We construct a class of intersecting brane solutions
with horizon geometries of the form $adS_k \xx S^l \xx S^m \xx E^n$.
We describe how all these solutions are connected
through the addition of a wave and/or monopoles.
All solutions exhibit supersymmetry enhancement near the horizon.
Furthermore we argue
that string theory on these spaces is dual to 
specific superconformal field theories in two dimensions whose
symmetry algebra in all cases contains the large $\cn=4$ algebra $\ca_\g$.
Implications for gauged supergravities are also discussed.

\vfill

\newpage


\section{Introduction}

During the last few years a new unifying picture of all string theories
has emerged. All of them can be viewed as special limits
of an eleven-dimensional theory, M-theory\cite{mtheory}.
M-theory at low energies is described by eleven-dimensional 
supergravity ($11d$ SUGRA)\cite{11sugra}. This has led to an extensive  
study of the latter. However, most of the studies were confined to 
toroidal compactifications of $11d$ SUGRA.  
One reason for this is that in this case the connection with 
string theories is rather direct. These compactifications 
lead to Poincar\'{e} supergravities in lower dimensions. From 
the point of view of M-theory, however, there is no {\it a priori} 
reason that distinguishes toroidal compactifications from other ones.
A large class of compactifications that received considerable attention
in the mid-eighties are compactifications on spheres. These compactifications
lead to (maximally supersymmetric) gauged supergravities in lower dimensions
\cite{S7gsugra,gaugedsu,DNP}. 
The latter contain a negative cosmological constant in the action and in 
many cases admit a stable anti-de Sitter (adS) vacuum. A famous example 
is the compactification of eleven-dimensional supergravity on $S^7$, 
which yields \cite{S7gsugra} $\cn=8$ $adS_4$ gauged 
supergravity\cite{N8gaugesugra}. 

A natural question is what is the r\^{o}le of gauged supergravities 
in M-theory.

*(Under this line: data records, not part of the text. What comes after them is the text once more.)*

use std::collections::HashSet;
use std::fmt;

use rand::{rngs::StdRng, Rng, SeedableRng};
use serde::{Deserialize, Serialize};

use crate::{BeatDeckError, Result};

/// Opaque identifier of one candidate video stream.
#[derive(Debug, Clone, PartialEq, Eq, Hash, Serialize, Deserialize)]
pub struct VideoId(String);

impl VideoId {
    pub fn new<T: Into<String>>(id: T) -> Self {
        Self(id.into())
    }

    pub fn as_str(&self) -> &str {
        &self.0
    }
}

impl fmt::Display for VideoId {
    fn fmt(&self, f: &mut fmt::Formatter<'_>) -> fmt::Result {
        f.write_str(&self.0)
    }
}

impl From<&str> for VideoId {
    fn from(value: &str) -> Self {
        Self::new(value)
    }
}

impl From<String> for VideoId {
    fn from(value: String) -> Self {
        Self(value)
    }
}

/// Static pool of candidate video ids plus a mutable exclusion set of ids
/// that failed to load.
///
/// The pool itself never changes after construction. The exclusion set can
/// only grow via [`exclude`](Self::exclude) and is cleared wholesale when it
/// would otherwise starve selection: recovery always wins over remembering
/// failures.
#[derive(Debug, Clone)]
pub struct VideoCatalog {
    ids: Vec<VideoId>,
    excluded: HashSet<VideoId>,
}

impl VideoCatalog {
    pub fn new<I, S>(ids: I) -> Result<Self>
    where
        I: IntoIterator<Item = S>,
        S: Into<VideoId>,
    {
        let ids: Vec<VideoId> = ids.into_iter().map(Into::into).collect();
        if ids.is_empty() {
            return Err(BeatDeckError::EmptyCatalog);
        }
        Ok(Self {
            ids,
            excluded: HashSet::new(),
        })
    }

    pub fn ids(&self) -> &[VideoId] {
        &self.ids
    }

    pub fn len(&self) -> usize {
        self.ids.len()
    }

    pub fn is_empty(&self) -> bool {
        self.ids.is_empty()
    }

    /// Marks an id as known to fail. If the exclusion would leave nothing to
    /// pick from, the whole exclusion set is cleared first and the id is
    /// recorded as the only exclusion.
    pub fn exclude(&mut self, id: &VideoId) {
        if !self.ids.contains(id) {
            return;
        }
        if !self.excluded.contains(id) && self.available() <= 1 {
            tracing::info!(%id, "exclusion would starve the catalog, clearing exclusion set");
            self.excluded.clear();
        }
        // A single-entry catalog can never afford an exclusion.
        if self.ids.len() > 1 {
            self.excluded.insert(id.clone());
        }
    }

    pub fn is_excluded(&self, id: &VideoId) -> bool {
        self.excluded.contains(id)
    }

    pub fn clear_exclusions(&mut self) {
        self.excluded.clear();
    }

    /// Number of ids currently selectable (pool minus exclusions).
    pub fn available(&self) -> usize {
        self.ids.len() - self.excluded.len()
    }
}

/// Uniform random choice over the catalog, honouring the exclusion set and
/// an optional extra id to avoid (typically the video a deck just played or
/// just failed on).
#[derive(Debug)]
pub struct VideoSelector {
    rng: StdRng,
}

impl Default for VideoSelector {
    fn default() -> Self {
        Self::new()
    }
}

impl VideoSelector {
    pub fn new() -> Self {
        Self {
            rng: StdRng::from_entropy(),
        }
    }

    /// Deterministic selector for tests and reproducible runs.
    pub fn with_seed(seed: u64) -> Self {
        Self {
            rng: StdRng::seed_from_u64(seed),
        }
    }

    /// Picks a uniformly random id from `catalog − exclusions − {exclude}`.
    ///
    /// If that set is empty the exclusion set is cleared and the pick is
    /// retried against the full pool, still avoiding `exclude` when more
    /// than one id exists. A non-empty catalog therefore always yields an
    /// id, and the same id is never returned right after being excluded
    /// unless it is the only one in the pool.
    pub fn pick(&mut self, catalog: &mut VideoCatalog, exclude: Option<&VideoId>) -> VideoId {
        let candidates: Vec<&VideoId> = catalog
            .ids()
            .iter()
            .filter(|id| !catalog.is_excluded(id) && Some(*id) != exclude)
            .collect();
        if let Some(id) = self.choose(&candidates) {
            return id;
        }

        if catalog.available() < catalog.len() {
            tracing::info!("selection pool exhausted, clearing exclusion set");
            catalog.clear_exclusions();
        }

        let candidates: Vec<&VideoId> = catalog
            .ids()
            .iter()
            .filter(|id| Some(*id) != exclude)
            .collect();
        if let Some(id) = self.choose(&candidates) {
            return id;
        }

        // Single-entry catalog: the only id is the excluded one.
        let index = self.rng.gen_range(0..catalog.len());
        catalog.ids()[index].clone()
    }

    /// Like [`pick`](Self::pick), but additionally avoids every id in
    /// `avoid`. Used at startup so decks receive distinct videos whenever
    /// the catalog is large enough; when it is not, it falls back to a
    /// plain pick and repeats are allowed.
    pub fn pick_avoiding(&mut self, catalog: &mut VideoCatalog, avoid: &[VideoId]) -> VideoId {
        let candidates: Vec<&VideoId> = catalog
            .ids()
            .iter()
            .filter(|id| !catalog.is_excluded(id) && !avoid.contains(id))
            .collect();
        if let Some(id) = self.choose(&candidates) {
            return id;
        }
        self.pick(catalog, None)
    }

    fn choose(&mut self, candidates: &[&VideoId]) -> Option<VideoId> {
        if candidates.is_empty() {
            return None;
        }
        let index = self.rng.gen_range(0..candidates.len());
        Some(candidates[index].clone())
    }
}

#[cfg(test)]
mod tests {
    use super::*;

    fn catalog(ids: &[&str]) -> VideoCatalog {
        VideoCatalog::new(ids.iter().copied()).unwrap()
    }

    #[test]
    fn rejects_empty_pool() {
        let err = VideoCatalog::new(Vec::<&str>::new()).unwrap_err();
        assert!(matches!(err, BeatDeckError::EmptyCatalog));
    }

    #[test]
    fn never_picks_an_excluded_id() {
        let mut pool = catalog(&["a", "b", "c", "d"]);
        pool.exclude(&"b".into());
        let mut selector = VideoSelector::with_seed(7);

        for _ in 0..100 {
            let picked = selector.pick(&mut pool, None);
            assert_ne!(picked.as_str(), "b");
        }
    }

    #[test]
    fn honours_the_extra_exclusion() {
        let mut pool = catalog(&["a", "b"]);
        let mut selector = VideoSelector::with_seed(7);
        let avoid = VideoId::new("a");

        for _ in 0..50 {
            assert_eq!(selector.pick(&mut pool, Some(&avoid)).as_str(), "b");
        }
    }

    #[test]
    fn clears_exclusions_instead_of_starving() {
        let mut pool = catalog(&["a", "b"]);
        pool.exclude(&"a".into());
        let mut selector = VideoSelector::with_seed(3);

        // "a" excluded and "b" avoided: the set is cleared and "a" comes back.
        let picked = selector.pick(&mut pool, Some(&"b".into()));
        assert_eq!(picked.as_str(), "a");
        assert_eq!(pool.available(), 2);
    }

    #[test]
    fn single_entry_catalog_always_yields_its_id() {
        let mut pool = catalog(&["only"]);
        let only = VideoId::new("only");
        pool.exclude(&only);
        let mut selector = VideoSelector::with_seed(1);

        assert_eq!(selector.pick(&mut pool, Some(&only)).as_str(), "only");
    }

    #[test]
    fn avoids_already_assigned_ids_while_the_pool_allows() {
        let mut pool = catalog(&["a", "b", "c", "d"]);
        let mut selector = VideoSelector::with_seed(13);
        let mut assigned: Vec<VideoId> = Vec::new();

        for _ in 0..4 {
            let picked = selector.pick_avoiding(&mut pool, &assigned);
            assert!(!assigned.contains(&picked));
            assigned.push(picked);
        }
    }

    #[test]
    fn allows_repeats_once_the_pool_is_smaller_than_the_avoid_set() {
        let mut pool = catalog(&["a", "b"]);
        let mut selector = VideoSelector::with_seed(13);
        let avoid = vec![VideoId::new("a"), VideoId::new("b")];

        // Not enough ids to stay distinct: the fallback still yields one.
        let picked = selector.pick_avoiding(&mut pool, &avoid);
        assert!(avoid.contains(&picked));
    }

    #[test]
    fn excluding_everything_clears_the_set() {
        let mut pool = catalog(&["a", "b"]);
        pool.exclude(&"a".into());
        pool.exclude(&"b".into());
        // Excluding the last available id cleared the set first.
        assert!(pool.available() >= 1);
        let mut selector = VideoSelector::with_seed(11);
        let _ = selector.pick(&mut pool, None);
    }
}
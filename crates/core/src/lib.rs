//! Core library for the BeatDeck rotation engine.
//!
//! BeatDeck continuously plays one "active" video stream out of a small
//! rotating pool of playback decks, switching the active stream exactly on
//! precomputed beat timestamps while the non-active decks pre-buffer to a
//! randomized internal offset, so switches are visually seamless. Each
//! module owns a distinct subsystem: the beat map, the video catalog and
//! selection policy, the per-deck warmup state machine, the rotation
//! scheduler and the failure-recovery path. Rendering, UI and audio plumbing
//! live with the embedder behind the [`port`] traits.

pub mod beatmap;
pub mod catalog;
pub mod config;
pub mod deck;
pub mod error;
pub mod failure;
pub mod port;
pub mod rotation;
pub mod sim;
pub mod warmup;

pub use beatmap::BeatMap;
pub use catalog::{VideoCatalog, VideoId, VideoSelector};
pub use config::{EngineConfig, WarmupConfig};
pub use deck::{Deck, DeckId};
pub use error::{BeatDeckError, Result};
pub use port::{AudioClock, PlaybackPort, PortError, PortState};
pub use rotation::{RotationScheduler, TickReport};
pub use warmup::WarmupPhase;
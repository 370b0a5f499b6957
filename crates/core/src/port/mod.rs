use std::fmt;

use serde::{Deserialize, Serialize};

use crate::VideoId;

/// Coarse playback state reported by a media player.
#[derive(Debug, Clone, Copy, PartialEq, Eq, Serialize, Deserialize)]
pub enum PortState {
    Unstarted,
    Playing,
    Paused,
    Buffering,
    Ended,
}

/// Error raised by a playback port, either synchronously by a command or
/// asynchronously by the player backend (surfaced through
/// [`PlaybackPort::take_error`]).
#[derive(Debug, Clone, thiserror::Error)]
#[error("playback port error: {reason}")]
pub struct PortError {
    pub reason: String,
}

impl PortError {
    pub fn new<T: Into<String>>(reason: T) -> Self {
        Self {
            reason: reason.into(),
        }
    }
}

/// Abstraction over one controllable media player.
///
/// None of the commands are assumed to complete synchronously: after `load`
/// or `seek` the engine keeps polling [`state`](Self::state) and
/// [`duration`](Self::duration) until the player actually reaches the
/// expected state. Backend-reported load failures are delivered out of band;
/// the engine drains them once per tick via
/// [`take_error`](Self::take_error).
pub trait PlaybackPort {
    fn load(&mut self, video: &VideoId) -> Result<(), PortError>;
    fn play(&mut self) -> Result<(), PortError>;
    fn pause(&mut self) -> Result<(), PortError>;
    fn mute(&mut self) -> Result<(), PortError>;
    fn seek(&mut self, offset_seconds: f32) -> Result<(), PortError>;
    /// Duration of the loaded video in seconds, or `0.0` while the player
    /// has not published metadata yet.
    fn duration(&self) -> f32;
    fn state(&self) -> PortState;
    /// Removes and returns the most recent backend error, if any.
    fn take_error(&mut self) -> Option<PortError>;
}

/// Read access to the master audio track's clock. The separate audio track
/// carries all sound; video decks stay muted for the process lifetime.
pub trait AudioClock {
    /// Playback position in seconds. Expected to wrap back towards zero when
    /// the track loops.
    fn current_time(&self) -> f32;
    /// True exactly when the track's "ended" boundary has fired.
    fn has_ended(&self) -> bool;
}

impl fmt::Display for PortState {
    fn fmt(&self, f: &mut fmt::Formatter<'_>) -> fmt::Result {
        let name = match self {
            PortState::Unstarted => "unstarted",
            PortState::Playing => "playing",
            PortState::Paused => "paused",
            PortState::Buffering => "buffering",
            PortState::Ended => "ended",
        };
        f.write_str(name)
    }
}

Since the asymptotic group associated to these theories
is different from the one associated to Poincar\'{e} supergravities 
one may consider them as different sectors of 
M-theory. However, one of the lessons that our experience with dualities 
teaches us is that differently looking theories may actually be 
equivalent. Indeed, it has been known for some time that dualities can 
change the asymptotic geometry of spacetime\cite{topch}.
We have recently\cite{BPS1} provided a connection between Poincar\'{e} and 
gauged supergravities by giving a set of duality transformations
(such duality transformations have also appeared in \cite{hyun}
and were recently also studied in \cite{berg})  
that map solutions of the former to solutions of the latter.
In particular, we have shown that certain brane configurations
and intersections thereof which are asymptotically flat are 
mapped by the so-called shift transformation\cite{BPS1} to solutions
that are locally isometric to $adS_k \xx E^l \xx S^m$,
where $adS_k$ is the $k$-dimensional anti-de Sitter space, $E^l$ is
the $l$-dimensional Euclidean space and $S^m$ is the
$m$-dimensional sphere. Based on these considerations, 
it was further suggested in \cite{KSKS} that the actual symmetry group 
of M-theory is bigger than what one usually assumes, and allows
for connections between spacetimes with different asymptotic
group and different number of (non-compact) dimensions. 
The fact that these considerations lead to a microscopic derivation 
of the Bekenstein-Hawking entropy formula for $4d$ and $5d$ non-extremal
black holes and organize many results on black hole 
entropy in a unifying way\cite{KSKS} strongly supports this point of view.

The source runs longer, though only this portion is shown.